Among the entries below, find the lines holding "formatRead" and copy them.

---------- Records provided

use crate::consts::{BLOCK_SIZE, FORMAT, MAX_HEADER_LENGTH};
use crate::data_util::{format_map, get_fletcher32, parse_map};
use crate::error::StorageError;

/// The store header, written twice (blocks 0 and 1) so a torn write to one
/// copy never loses the other. Recognized keys mirror the data model: `H`,
/// `blockSize`, `format`, `formatRead`, `created`, `chunk`, `block`,
/// `version`, `clean`, `fletcher`.
#[derive(Debug, Clone, PartialEq, Eq)]
pub struct StoreHeader {
    pub format: u32,
    pub format_read: u32,
    pub created: u64,
    /// Id of the newest chunk known at the time the header was written.
    pub chunk: u32,
    pub block: u64,
    pub version: u64,
    /// False right after open, set true by an orderly close.
    pub clean: bool,
}

impl StoreHeader {
    pub const MAGIC: &'static str = "KenchiDB";
    pub const LENGTH: usize = BLOCK_SIZE as usize;

    pub fn new(created: u64) -> Self {
        StoreHeader {
            format: FORMAT,
            format_read: FORMAT,
            created,
            chunk: 0,
            block: 2,
            version: 0,
            clean: false,
        }
    }

    pub fn serialize(&self) -> Vec<u8> {
        let body = format_map(&[
            ("H", Self::MAGIC.to_string()),
            ("blockSize", format!("{BLOCK_SIZE:x}")),
            ("format", format!("{:x}", self.format)),
            ("formatRead", format!("{:x}", self.format_read)),
            ("created", format!("{:x}", self.created)),
            ("chunk", format!("{:x}", self.chunk)),
            ("block", format!("{:x}", self.block)),
            ("version", format!("{:x}", self.version)),
            ("clean", if self.clean { "1".to_string() } else { "0".to_string() }),
        ]);
        let checksum = get_fletcher32(body.as_bytes(), 0, body.len());
        let text = format!("{body},fletcher:{checksum:x}");
        assert!(text.len() + 1 <= MAX_HEADER_LENGTH);
        let mut bytes = text.into_bytes();
        bytes.push(b'\n');
        bytes.resize(Self::LENGTH, b' ');
        bytes
    }

    /// Checks the trailing `fletcher:<hex>` field against a checksum of
    /// everything before it, the same pairing [`crate::chunk_header_footer::ChunkFooter`]
    /// uses. Catches a header that tampering or a torn write left as
    /// syntactically valid hex text but with altered field values.
    pub fn verify(text: &str) -> bool {
        let map = parse_map(text);
        let Some(stored) = map.get("fletcher").and_then(|v| u32::from_str_radix(v, 16).ok()) else {
            return false;
        };
        let Some(comma) = text.rfind(",fletcher:") else {
            return false;
        };
        let body = &text[..comma];
        get_fletcher32(body.as_bytes(), 0, body.len()) == stored
    }

    pub fn deserialize(bytes: &[u8]) -> Result<Self, StorageError> {
        let text = std::str::from_utf8(bytes)
            .map_err(|e| StorageError::FileCorrupt(format!("store header not utf8: {e}")))?;
        if !Self::verify(text) {
            return Err(StorageError::FileCorrupt("store header checksum mismatch".into()));
        }
        let map = parse_map(text);
        if map.get("H").map(String::as_str) != Some(Self::MAGIC) {
            return Err(StorageError::FileCorrupt("store header magic mismatch".into()));
        }
        let block_size = map
            .get("blockSize")
            .and_then(|v| u64::from_str_radix(v, 16).ok())
            .ok_or_else(|| StorageError::FileCorrupt("store header missing blockSize".into()))?;
        if block_size != BLOCK_SIZE {
            return Err(StorageError::FileCorrupt(format!(
                "unexpected block size {block_size}"
            )));
        }
        let u = |key: &str| -> Result<u64, StorageError> {
            map.get(key)
                .ok_or_else(|| StorageError::FileCorrupt(format!("store header missing {key}")))
                .and_then(|v| {
                    u64::from_str_radix(v, 16)
                        .map_err(|e| StorageError::FileCorrupt(format!("bad {key}: {e}")))
                })
        };
        Ok(StoreHeader {
            format: u("format")? as u32,
            format_read: u("formatRead")? as u32,
            created: u("created")?,
            chunk: u("chunk")? as u32,
            block: u("block")?,
            version: u("version")?,
            clean: map.get("clean").map(String::as_str) == Some("1"),
        })
    }
}

#[cfg(test)]
mod tests {
    use super::*;

    #[test]
    fn header_roundtrips() {
        let mut header = StoreHeader::new(1_700_000_000_000);
        header.chunk = 5;
        header.version = 12;
        header.clean = true;
        let bytes = header.serialize();
        assert_eq!(bytes.len(), StoreHeader::LENGTH);
        let restored = StoreHeader::deserialize(&bytes).unwrap();
        assert_eq!(restored, header);
    }

    #[test]
    fn wrong_magic_is_corrupt() {
        let bytes = vec![b' '; StoreHeader::LENGTH];
        assert!(StoreHeader::deserialize(&bytes).is_err());
    }

    #[test]
    fn tampered_field_that_still_parses_as_hex_fails_checksum() {
        let header = StoreHeader::new(1_700_000_000_000);
        let mut bytes = header.serialize();
        let text = std::str::from_utf8(&bytes).unwrap().to_string();
        let idx = text.find("chunk:0").unwrap() + "chunk:".len();
        // Flip a single hex digit in place; the text still parses and the
        // magic/blockSize fields are untouched, so only the checksum catches it.
        bytes[idx] = b'7';
        assert!(StoreHeader::deserialize(&bytes).is_err());
    }
}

--------------------

__Answer box__.
/// `blockSize`, `format`, `formatRead`, `created`, `chunk`, `block`,
            ("formatRead", format!("{:x}", self.format_read)),
            format_read: u("formatRead")? as u32,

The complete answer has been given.